Economy
Oil Import Contracts
- 03 Apr 2021
- 4 min read
Why in News
Amid tensions with Saudi Arabia over oil production cuts, the Indian government has asked its state refiners (IOC, BPCL and HPCL) to look for oil supplies from outside the Middle East region and use collective bargaining power to get favourable terms.
Key Points
- Tension with Saudi Arabia:
- When oil prices started to rise in early 2021, India wanted Saudi Arabia to relax output controls but the Kingdom ignored its calls.
- This has led to the Indian government pressing for diversification of the supply base.
- Saudi Arabia and other OPEC (Organization of the Petroleum Exporting Countries) producers have been the mainstay suppliers of crude oil for India. But their terms have often been loaded against the buyers.
- OPEC is a permanent intergovernmental organization of 13 oil-exporting developing nations that coordinates and unifies the petroleum policies of its Member countries.
- Member Countries: Iran, Iraq, Kuwait, United Arab Emirates (UAE), Saudi Arabia, Algeria, Libya, Nigeria, Gabon, Equatorial Guinea, Republic of Congo, Angola, and Venezuela.
- Issues With the Contracts with OPEC Producers:
- Indian firms buy two-third of their purchases on term or fixed annual contracts.
- These term contracts provide assured supplies of the contracted quantity but the pricing and other terms favour only the supplier.
- The buyer has to indicate at least six weeks in advance of their intention to lift quantity out of the annual term contract in any month and has to pay an average official price announced by the producer.
- While buyers have an obligation to lift all of the contracted quantity, Saudi Arabia and other producers have the option to reduce supplies in case OPEC decides to keep production artificially lower to boost prices.

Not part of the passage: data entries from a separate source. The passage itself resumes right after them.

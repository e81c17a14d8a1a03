//! Error types for the AI orchestration layer.

use nimbus_core::error::NimbusError;

/// Errors from the AI core.
///
/// Upstream variants are surfaced distinctly so callers can decide
/// recoverability; the orchestrator never collapses them.
#[derive(Debug, thiserror::Error)]
pub enum AiError {
    #[error("invalid input: {0}")]
    InvalidInput(String),
    #[error("upstream unavailable: {0}")]
    UpstreamUnavailable(String),
    #[error("upstream rate limited: {0}")]
    UpstreamRateLimited(String),
    #[error("upstream timeout: {0}")]
    UpstreamTimeout(String),
    #[error("unparseable model response: {0}")]
    UnparseableResponse(String),
    #[error("internal error: {0}")]
    Internal(String),
}

impl AiError {
    /// Whether a retry could plausibly succeed.
    pub fn is_transient(&self) -> bool {
        matches!(
            self,
            AiError::UpstreamUnavailable(_)
                | AiError::UpstreamRateLimited(_)
                | AiError::UpstreamTimeout(_)
        )
    }
}

impl From<reqwest::Error> for AiError {
    fn from(err: reqwest::Error) -> Self {
        if err.is_timeout() {
            AiError::UpstreamTimeout(err.to_string())
        } else if err.is_connect() {
            AiError::UpstreamUnavailable(err.to_string())
        } else {
            AiError::Internal(err.to_string())
        }
    }
}

impl From<AiError> for NimbusError {
    fn from(err: AiError) -> Self {
        NimbusError::Ai(err.to_string())
    }
}
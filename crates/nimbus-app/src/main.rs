//! Nimbus application binary - composition root.
//!
//! Ties together the Nimbus crates into a single executable:
//! 1. Load configuration from TOML
//! 2. Build the Gemini backend (degraded startup when no API key is set)
//! 3. Start the axum REST API server

mod cli;

use clap::Parser;

use nimbus_ai::{GeminiBackend, Orchestrator};
use nimbus_api::routes;
use nimbus_api::state::AppState;
use nimbus_core::config::NimbusConfig;

use cli::CliArgs;

#[tokio::main]
async fn main() -> Result<(), Box<dyn std::error::Error>> {
    let args = CliArgs::parse();

    // Tracing: CLI log level overrides RUST_LOG, which overrides "info".
    let filter = match args.resolve_log_level() {
        Some(level) => tracing_subscriber::EnvFilter::new(level),
        None => tracing_subscriber::EnvFilter::try_from_default_env()
            .unwrap_or_else(|_| tracing_subscriber::EnvFilter::new("info")),
    };
    tracing_subscriber::fmt().with_env_filter(filter).init();

    tracing::info!("Starting Nimbus v{}", env!("CARGO_PKG_VERSION"));

    // Config.
    let config_file = args.resolve_config_path();
    let mut config = NimbusConfig::load_or_default(&config_file);
    config.server.port = args.resolve_port(config.server.port);
    tracing::info!(path = %config_file.display(), port = config.server.port, "Configuration loaded");

    // Gemini backend. A missing API key degrades startup instead of aborting:
    // info routes keep working and AI routes answer 503.
    let orchestrator = match GeminiBackend::from_config(&config.gemini) {
        Ok(backend) => {
            tracing::info!(
                flash = %config.gemini.flash_model,
                pro = %config.gemini.pro_model,
                "Gemini backend ready"
            );
            Some(Orchestrator::new(backend))
        }
        Err(e) => {
            tracing::warn!(error = %e, "Gemini backend not configured; AI routes will answer 503");
            None
        }
    };

    let state = AppState::new(config, orchestrator);

    routes::start_server(state).await?;

    Ok(())
}
//! Top-level application error.

use std::path::PathBuf;

use crate::config::ConfigError;
use crate::gpu::GpuError;
use crate::sphere::SphereError;

/// Anything that can stop the orrery from starting.
#[derive(Debug, thiserror::Error)]
pub enum AppError {
    #[error(transparent)]
    Config(#[from] ConfigError),

    #[error(transparent)]
    Gpu(#[from] GpuError),

    #[error("failed to build sphere mesh: {0}")]
    Sphere(#[from] SphereError),

    #[error("failed to load texture {path}: {source}")]
    Texture {
        path: PathBuf,
        #[source]
        source: image::ImageError,
    },

    #[error("event loop error: {0}")]
    EventLoop(#[from] winit::error::EventLoopError),

    #[error("failed to create window: {0}")]
    Window(#[from] winit::error::OsError),
}

#[cfg(test)]
mod tests {
    use super::*;
    use crate::orrery::{BodyKind, OrreryError};

    #[test]
    fn config_errors_pass_through() {
        let err: AppError = ConfigError::from(OrreryError::DuplicateBody(BodyKind::Moon)).into();
        assert_eq!(
            err.to_string(),
            "invalid body list: moon is listed more than once"
        );
    }

    #[test]
    fn sphere_errors_convert() {
        let err: AppError = SphereError::InvalidRadius(-1.0).into();
        assert!(matches!(err, AppError::Sphere(_)));
    }
}
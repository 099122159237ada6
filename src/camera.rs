use glam::{Mat4, Vec3};

/// A perspective camera for 3D scenes.
///
/// Produces the view and projection matrices uploaded alongside each body's
/// model matrix. Depth maps to wgpu's \[0, 1\] clip range.
#[derive(Clone, Copy, Debug, PartialEq)]
pub struct Camera {
    pub position: Vec3,
    pub target: Vec3,
    pub up: Vec3,
    /// Vertical field of view in radians.
    pub fov: f32,
    pub near: f32,
    pub far: f32,
}

impl Default for Camera {
    fn default() -> Self {
        Self {
            position: Vec3::new(0.0, 0.0, 2.0),
            target: Vec3::ZERO,
            up: Vec3::Y,
            fov: 45f32.to_radians(),
            near: 0.01,
            far: 1000.0,
        }
    }
}

impl Camera {
    pub fn new() -> Self {
        Self::default()
    }

    /// World-to-camera transform.
    pub fn view_matrix(&self) -> Mat4 {
        Mat4::look_at_rh(self.position, self.target, self.up)
    }

    /// Camera-to-clip transform for the given width / height ratio.
    pub fn projection_matrix(&self, aspect: f32) -> Mat4 {
        Mat4::perspective_rh(self.fov, aspect, self.near, self.far)
    }
}
use std::path::Path;

use crate::gpu::GpuContext;

/// A GPU texture that can be bound to shaders.
#[derive(Debug)]
pub struct Texture {
    #[allow(dead_code)]
    pub(crate) texture: wgpu::Texture,
    pub(crate) view: wgpu::TextureView,
    pub(crate) sampler: wgpu::Sampler,
}

impl Texture {
    /// Create a texture from raw RGBA data.
    pub fn from_rgba(gpu: &GpuContext, data: &[u8], width: u32, height: u32, label: &str) -> Self {
        use wgpu::util::DeviceExt;

        let texture = gpu.device.create_texture_with_data(
            &gpu.queue,
            &wgpu::TextureDescriptor {
                label: Some(label),
                size: wgpu::Extent3d {
                    width,
                    height,
                    depth_or_array_layers: 1,
                },
                mip_level_count: 1,
                sample_count: 1,
                dimension: wgpu::TextureDimension::D2,
                format: wgpu::TextureFormat::Rgba8UnormSrgb,
                usage: wgpu::TextureUsages::TEXTURE_BINDING | wgpu::TextureUsages::COPY_DST,
                view_formats: &[],
            },
            wgpu::util::TextureDataOrder::LayerMajor,
            data,
        );

        let view = texture.create_view(&wgpu::TextureViewDescriptor::default());

        // Nearest filtering; u repeats so the sphere seam wraps cleanly.
        let sampler = gpu.device.create_sampler(&wgpu::SamplerDescriptor {
            label: Some(&format!("{} Sampler", label)),
            address_mode_u: wgpu::AddressMode::Repeat,
            address_mode_v: wgpu::AddressMode::ClampToEdge,
            address_mode_w: wgpu::AddressMode::ClampToEdge,
            mag_filter: wgpu::FilterMode::Nearest,
            min_filter: wgpu::FilterMode::Nearest,
            mipmap_filter: wgpu::FilterMode::Nearest,
            ..Default::default()
        });

        Self {
            texture,
            view,
            sampler,
        }
    }

    /// Load a texture from an image file.
    pub fn from_file(gpu: &GpuContext, path: &Path) -> Result<Self, image::ImageError> {
        let img = image::open(path)?.to_rgba8();
        let (width, height) = img.dimensions();
        log::info!("Loaded texture {} ({width}x{height})", path.display());
        Ok(Self::from_rgba(
            gpu,
            &img,
            width,
            height,
            &path.display().to_string(),
        ))
    }

    /// A 1×1 texture of a single colour.
    pub fn solid(gpu: &GpuContext, tint: [f32; 3], label: &str) -> Self {
        Self::from_rgba(gpu, &tint_to_rgba8(tint), 1, 1, label)
    }
}

/// Converts a linear \[0, 1\] tint to opaque RGBA8, clamping out-of-range channels.
pub(crate) fn tint_to_rgba8(tint: [f32; 3]) -> [u8; 4] {
    let [r, g, b] = tint.map(|c| (c.clamp(0.0, 1.0) * 255.0).round() as u8);
    [r, g, b, 255]
}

- Indian firms buy two-third of their purchases on term or fixed annual contracts.
- Options for India:
- India needs pricing flexibility as well as the certainty of supply even during times when production falls due to any reason.
- Besides, choice of time of supply and flexibility on quantity (ability to reduce or increase) is what India should be looking at.
- Indian refiners can look to reduce the quantity they buy through term contracts and instead buy more from the spot or current market.
- Buying from the spot market would ensure that India can take advantage of any fall in prices on any day and book quantities.
- It’s like the stock market where shares can be brought on a day or time when the prices are low.
- State-owned refineries have also been asked to coordinate buying and also explore joint strategy with private refiners such as Reliance Industries and Nayara Energy.
- India needs pricing flexibility as well as the certainty of supply even during times when production falls due to any reason.
India and Oil Import
- India is the world’s third-largest consumer of oil.
- India imports 85% of its total oil needs and is often vulnerable to global supply and price shocks.
- The Middle East accounts for 60% of all oil bought by India while Latin America and Africa are the other big supplier blocks.
- In recent months, India has bought more oil from the USA and from newer sources such as Guyana, which has a large Indian diaspora.
- However, due to its geographical proximity, the Middle East can supply cargoes in less time and at low freight rates.